# Requirement
Reproduce exactly, and only, the lines running from the start of the entries below to the line containing "const MEDIA_STEM: &str".

# Provided data
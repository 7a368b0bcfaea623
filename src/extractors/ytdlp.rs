use async_trait::async_trait;
use std::path::{Path, PathBuf};
use std::process::Stdio;
use tokio::process::Command;

use super::{CookieConfig, Downloader, TimeRange, ToolError, VideoArtifact};
use crate::result::WithError;

const MEDIA_STEM: &str = "video";
const INFO_JSON_SUFFIX: &str = ".info.json";

/// Knobs passed through to yt-dlp for a single download
#[derive(Debug, Clone, PartialEq)]
pub struct DownloadOptions {
    /// yt-dlp `-f` format selector
    pub format: String,
    /// Container to merge separate video/audio streams into
    pub merge_output_format: Option<String>,
    pub quiet: bool,
    /// Write the `<stem>.info.json` metadata sidecar
    pub write_metadata: bool,
    pub cookies: Option<CookieConfig>,
    pub time_range: Option<TimeRange>,
}

impl Default for DownloadOptions {
    fn default() -> Self {
        Self {
            format: "bestvideo*+bestaudio/best".to_string(),
            merge_output_format: Some("mp4".to_string()),
            quiet: true,
            write_metadata: true,
            cookies: None,
            time_range: None,
        }
    }
}

/// Build the yt-dlp argument list; the URL is always last.
pub fn build_download_args(url: &str, output_template: &str, options: &DownloadOptions) -> Vec<String> {
    let mut args = vec!["-f".to_string(), options.format.clone()];

    if let Some(merge) = &options.merge_output_format {
        args.push("--merge-output-format".to_string());
        args.push(merge.clone());
    }

    args.push("--restrict-filenames".to_string());
    args.push("--no-playlist".to_string());

    if options.quiet {
        args.push("--quiet".to_string());
    }
    if options.write_metadata {
        args.push("--write-info-json".to_string());
    }
    if let Some(cookies) = &options.cookies {
        args.extend(cookies.to_args());
    }
    if let Some(range) = &options.time_range {
        args.push("--download-sections".to_string());
        args.push(range.to_download_section());
    }

    args.push("-o".to_string());
    args.push(output_template.to_string());
    args.push(url.to_string());
    args
}

/// Video downloader backed by the yt-dlp executable
pub struct YtDlpDownloader {
    yt_dlp_path: String,
}

impl YtDlpDownloader {
    pub fn new() -> Self {
        Self {
            yt_dlp_path: "yt-dlp".to_string(),
        }
    }

    pub fn with_binary(path: impl Into<String>) -> Self {
        Self {
            yt_dlp_path: path.into(),
        }
    }
}

impl Default for YtDlpDownloader {
    fn default() -> Self {
        Self::new()
    }
}

#[async_trait]
impl Downloader for YtDlpDownloader {
    async fn download(
        &self,
        url: &str,
        output_dir: &Path,
        options: &DownloadOptions,
    ) -> WithError<VideoArtifact, ToolError> {
        let template = output_dir.join(format!("{}.%(ext)s", MEDIA_STEM));
        let args = build_download_args(url, &template.to_string_lossy(), options);

        tracing::debug!(url, dir = %output_dir.display(), "Running yt-dlp");

        let output = Command::new(&self.yt_dlp_path)
            .args(&args)
            .stdout(Stdio::piped())
            .stderr(Stdio::piped())
            .output()
            .await
            .map_err(|e| match e.kind() {
                std::io::ErrorKind::NotFound => ToolError::NotInstalled { tool: "yt-dlp" },
                _ => ToolError::Io(e),
            })?;

        if !output.status.success() {
            return Err(ToolError::Failed {
                tool: "yt-dlp",
                status: output.status.to_string(),
                stderr: String::from_utf8_lossy(&output.stderr).trim().to_string(),
            });
        }

        let media_path = find_media_file(output_dir).await?;
        let metadata_path = output_dir.join(format!("{}{}", MEDIA_STEM, INFO_JSON_SUFFIX));

        if options.write_metadata && !metadata_path.exists() {
            return Err(ToolError::Output(format!(
                "yt-dlp did not write {}",
                metadata_path.display()
            )));
        }

        tracing::info!(path = %media_path.display(), "Download complete");
        Ok(VideoArtifact {
            media_path,
            metadata_path,
        })
    }
}

/// Locate the downloaded media file. yt-dlp picks the extension, so scan the
/// directory for `video.<ext>` while skipping sidecars and partial downloads.
pub(crate) async fn find_media_file(dir: &Path) -> WithError<PathBuf, ToolError> {
    let mut entries = tokio::fs::read_dir(dir).await?;

    while let Some(entry) = entries.next_entry().await? {
        let path = entry.path();
        let Some(name) = path.file_name().and_then(|n| n.to_str()) else {
            continue;
        };

        if name.ends_with(INFO_JSON_SUFFIX) || name.ends_with(".part") || name.ends_with(".ytdl") {
            continue;
        }

        let stem_matches = path.file_stem().and_then(|s| s.to_str()) == Some(MEDIA_STEM);
        if stem_matches && path.is_file() {
            return Ok(path);
        }
    }

    Err(ToolError::Output(format!(
        "no media file found in {}",
        dir.display()
    )))
}
//! 局域网地址探测

use std::net::{IpAddr, Ipv4Addr, UdpSocket};

/// 尽力探测本机面向局域网的地址，失败时回退到环回地址
///
/// 通过向公网地址 connect 一个 UDP socket 来让内核选路，
/// 并不会真的发包。这个函数永远不对外报错。
pub fn local_ip() -> IpAddr {
    let probe = || -> std::io::Result<IpAddr> {
        let socket = UdpSocket::bind("0.0.0.0:0")?;
        socket.connect("8.8.8.8:80")?;
        Ok(socket.local_addr()?.ip())
    };
    probe().unwrap_or(IpAddr::V4(Ipv4Addr::LOCALHOST))
}
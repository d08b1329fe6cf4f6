//! 文件存储
//!
//! 上传的字节流落盘到上传目录，元数据保存在内存注册表中。
//!
//! # 不变式
//!
//! 注册表中存在记录 **当且仅当** 磁盘上存在对应 blob：
//! - 写入：blob 完整落盘并改名之后才插入记录
//! - 删除：先移除记录，再删除 blob
//!
//! 磁盘文件名只使用服务端生成的 storage key（UUID v4），
//! 客户端提供的文件名绝不参与路径拼接，只作为展示元数据保存。

use std::collections::HashMap;
use std::path::{Path, PathBuf};

use chrono::{DateTime, Duration, Utc};
use log::{debug, info, warn};
use serde::ser::{Serialize, SerializeStruct, Serializer};
use tokio::fs::{self, File};
use tokio::io::{AsyncRead, AsyncReadExt, AsyncWriteExt};
use tokio::sync::Mutex;
use uuid::Uuid;

use crate::notify::{Event, Notifier};

/// 正在写入中的 blob 的文件名后缀
pub const PART_SUFFIX: &str = ".part";

const COPY_BUF_SIZE: usize = 64 * 1024;

/// 存储操作错误
#[derive(Debug, thiserror::Error)]
pub enum StoreError {
    #[error("file not found")]
    NotFound,
    #[error("upload exceeds the {limit} byte limit")]
    PayloadTooLarge { limit: u64 },
    #[error("storage write failed: {0}")]
    StorageWrite(#[from] std::io::Error),
}

/// 一个已上传文件的元数据
///
/// 序列化为 camelCase 并附带由 storage_key 推导的 `downloadURL`。
#[derive(Debug, Clone, PartialEq)]
pub struct FileRecord {
    /// 服务端生成的不透明标识，同时是磁盘上的文件名
    pub storage_key: String,
    /// 客户端提供的文件名，仅作展示和下载建议名
    pub original_name: String,
    /// 落盘后实际写入的字节数
    pub size_bytes: u64,
    /// 上传完成时间，保留期清理据此判断过期
    pub uploaded_at: DateTime<Utc>,
}

impl FileRecord {
    /// 下载地址由 storage_key 推导，不单独存储
    pub fn download_url(&self) -> String {
        format!("/download/{}", self.storage_key)
    }
}

impl Serialize for FileRecord {
    fn serialize<S: Serializer>(&self, serializer: S) -> Result<S::Ok, S::Error> {
        let mut s = serializer.serialize_struct("FileRecord", 5)?;
        s.serialize_field("storageKey", &self.storage_key)?;
        s.serialize_field("originalName", &self.original_name)?;
        s.serialize_field("sizeBytes", &self.size_bytes)?;
        s.serialize_field("uploadedAt", &self.uploaded_at)?;
        s.serialize_field("downloadURL", &self.download_url())?;
        s.end()
    }
}

/// 文件存储：上传目录 + 内存注册表
///
/// 注册表由互斥锁保护；blob 读写在锁外进行，
/// 避免慢速磁盘 I/O 串行化所有注册表访问。
pub struct FileStore {
    upload_dir: PathBuf,
    max_bytes: u64,
    registry: Mutex<HashMap<String, FileRecord>>,
    notifier: Notifier,
}

impl FileStore {
    /// 打开存储，上传目录不存在时创建
    pub async fn open(
        upload_dir: impl Into<PathBuf>,
        max_bytes: u64,
        notifier: Notifier,
    ) -> anyhow::Result<Self> {
        let upload_dir = upload_dir.into();
        fs::create_dir_all(&upload_dir).await?;
        Ok(Self {
            upload_dir,
            max_bytes,
            registry: Mutex::new(HashMap::new()),
            notifier,
        })
    }

    fn blob_path(&self, storage_key: &str) -> PathBuf {
        self.upload_dir.join(storage_key)
    }

    /// 写入一个上传流并登记记录
    ///
    /// 先写到 `<key>.part`，完整后改名为 `<key>`，再插入注册表。
    /// 任何失败路径都会清掉写了一半的 blob。
    pub async fn put<R>(&self, original_name: &str, reader: &mut R) -> Result<FileRecord, StoreError>
    where
        R: AsyncRead + Unpin + ?Sized,
    {
        let storage_key = Uuid::new_v4().to_string();
        let part_path = self.upload_dir.join(format!("{storage_key}{PART_SUFFIX}"));

        let size_bytes = match self.write_blob(&part_path, reader).await {
            Ok(written) => written,
            Err(e) => {
                remove_quietly(&part_path).await;
                return Err(e);
            }
        };

        if let Err(e) = fs::rename(&part_path, self.blob_path(&storage_key)).await {
            remove_quietly(&part_path).await;
            return Err(StoreError::StorageWrite(e));
        }

        let record = FileRecord {
            storage_key: storage_key.clone(),
            original_name: sanitize_name(original_name),
            size_bytes,
            uploaded_at: Utc::now(),
        };

        // 插入与事件发布在同一临界区内，保证广播顺序等于提交顺序
        {
            let mut registry = self.registry.lock().await;
            registry.insert(storage_key, record.clone());
            self.notifier.publish(Event::FileUploaded(record.clone()));
        }

        info!(
            "Stored {} ({} bytes) as {}",
            record.original_name, record.size_bytes, record.storage_key
        );
        Ok(record)
    }

    async fn write_blob<R>(&self, path: &Path, reader: &mut R) -> Result<u64, StoreError>
    where
        R: AsyncRead + Unpin + ?Sized,
    {
        let mut file = File::create(path).await?;
        let mut buf = vec![0u8; COPY_BUF_SIZE];
        let mut written: u64 = 0;
        loop {
            let n = reader.read(&mut buf).await?;
            if n == 0 {
                break;
            }
            written += n as u64;
            if written > self.max_bytes {
                return Err(StoreError::PayloadTooLarge {
                    limit: self.max_bytes,
                });
            }
            file.write_all(&buf[..n]).await?;
        }
        file.flush().await?;
        Ok(written)
    }

    /// 打开一个 blob 供读取，记录或 blob 缺失都报 `NotFound`
    pub async fn get(&self, storage_key: &str) -> Result<(FileRecord, File), StoreError> {
        let record = {
            let registry = self.registry.lock().await;
            registry.get(storage_key).cloned()
        }
        .ok_or(StoreError::NotFound)?;

        match File::open(self.blob_path(storage_key)).await {
            Ok(file) => Ok((record, file)),
            Err(e) if e.kind() == std::io::ErrorKind::NotFound => Err(StoreError::NotFound),
            Err(e) => Err(StoreError::StorageWrite(e)),
        }
    }

    /// 删除记录和 blob
    ///
    /// 先移除记录（同时发布事件），再删 blob。记录不存在时报
    /// `NotFound` —— 清理任务和用户删除竞争时，输掉的一方拿到
    /// 的就是这个错误。
    pub async fn delete(&self, storage_key: &str) -> Result<(), StoreError> {
        {
            let mut registry = self.registry.lock().await;
            if registry.remove(storage_key).is_none() {
                return Err(StoreError::NotFound);
            }
            self.notifier.publish(Event::FileDeleted {
                storage_key: storage_key.to_string(),
            });
        }

        // 记录已经移除，blob 缺失只记日志，不当作错误
        if let Err(e) = fs::remove_file(self.blob_path(storage_key)).await {
            warn!("Blob for {} already gone: {}", storage_key, e);
        }
        Ok(())
    }

    /// 当前所有记录的快照，按上传时间排序
    pub async fn list(&self) -> Vec<FileRecord> {
        let registry = self.registry.lock().await;
        let mut records: Vec<FileRecord> = registry.values().cloned().collect();
        records.sort_by_key(|r| r.uploaded_at);
        records
    }

    /// 驱逐超过保留期的记录，返回删除数量
    ///
    /// 逐条走 [`delete`](Self::delete) 的完整契约，单条失败只记日志。
    pub async fn evict_expired(&self, ttl: Duration) -> usize {
        let cutoff = Utc::now() - ttl;
        let expired: Vec<String> = {
            let registry = self.registry.lock().await;
            registry
                .values()
                .filter(|r| r.uploaded_at < cutoff)
                .map(|r| r.storage_key.clone())
                .collect()
        };

        let mut evicted = 0;
        for storage_key in expired {
            match self.delete(&storage_key).await {
                Ok(()) => {
                    debug!("Evicted expired file {}", storage_key);
                    evicted += 1;
                }
                // 清理期间被用户并发删除，正常情况
                Err(StoreError::NotFound) => {
                    debug!("{} deleted concurrently during sweep", storage_key);
                }
                Err(e) => warn!("Failed to evict {}: {}", storage_key, e),
            }
        }
        evicted
    }

    /// 清理上传目录中没有对应记录的孤儿 blob
    ///
    /// 覆盖两种情况：进程重启后遗留的上一轮上传（注册表只在内存），
    /// 以及中断上传留下的 `.part` 文件。`older_than` 之内有改动的
    /// 文件会被跳过，以免误删正在写入的上传。
    pub async fn remove_orphans(&self, older_than: Duration) -> anyhow::Result<usize> {
        let cutoff = std::time::SystemTime::now() - older_than.to_std().unwrap_or_default();
        let mut removed = 0;

        let mut entries = fs::read_dir(&self.upload_dir).await?;
        while let Some(entry) = entries.next_entry().await? {
            if !entry.file_type().await?.is_file() {
                continue;
            }
            let name = entry.file_name().to_string_lossy().into_owned();
            let storage_key = name.strip_suffix(PART_SUFFIX).unwrap_or(name.as_str());
            {
                let registry = self.registry.lock().await;
                if registry.contains_key(storage_key) {
                    continue;
                }
            }
            let modified = entry.metadata().await?.modified()?;
            if modified > cutoff {
                continue;
            }
            match fs::remove_file(entry.path()).await {
                Ok(()) => {
                    info!("Removed orphaned blob {}", name);
                    removed += 1;
                }
                Err(e) => warn!("Failed to remove orphan {}: {}", name, e),
            }
        }
        Ok(removed)
    }
}

#[cfg(test)]
impl FileStore {
    /// 测试辅助：直接塞一条记录，跳过落盘
    pub(crate) async fn insert_record(&self, record: FileRecord) {
        let mut registry = self.registry.lock().await;
        registry.insert(record.storage_key.clone(), record);
    }
}

/// 客户端文件名仅作展示用：剥掉路径成分，空名回退到占位符
fn sanitize_name(name: &str) -> String {
    let base = name.rsplit(['/', '\\']).next().unwrap_or(name).trim();
    if base.is_empty() {
        "unnamed".to_string()
    } else {
        base.to_string()
    }
}

async fn remove_quietly(path: &Path) {
    if let Err(e) = fs::remove_file(path).await {
        if e.kind() != std::io::ErrorKind::NotFound {
            warn!("Failed to clean up partial blob {:?}: {}", path, e);
        }
    }
}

# Response to this exercise
repository 7a368b0bcfaea623
filename src/extractors/ytdlp.rs
use async_trait::async_trait;
use std::path::{Path, PathBuf};
use std::process::Stdio;
use tokio::process::Command;

use super::{CookieConfig, Downloader, TimeRange, ToolError, VideoArtifact};
use crate::result::WithError;

const MEDIA_STEM: &str = "video";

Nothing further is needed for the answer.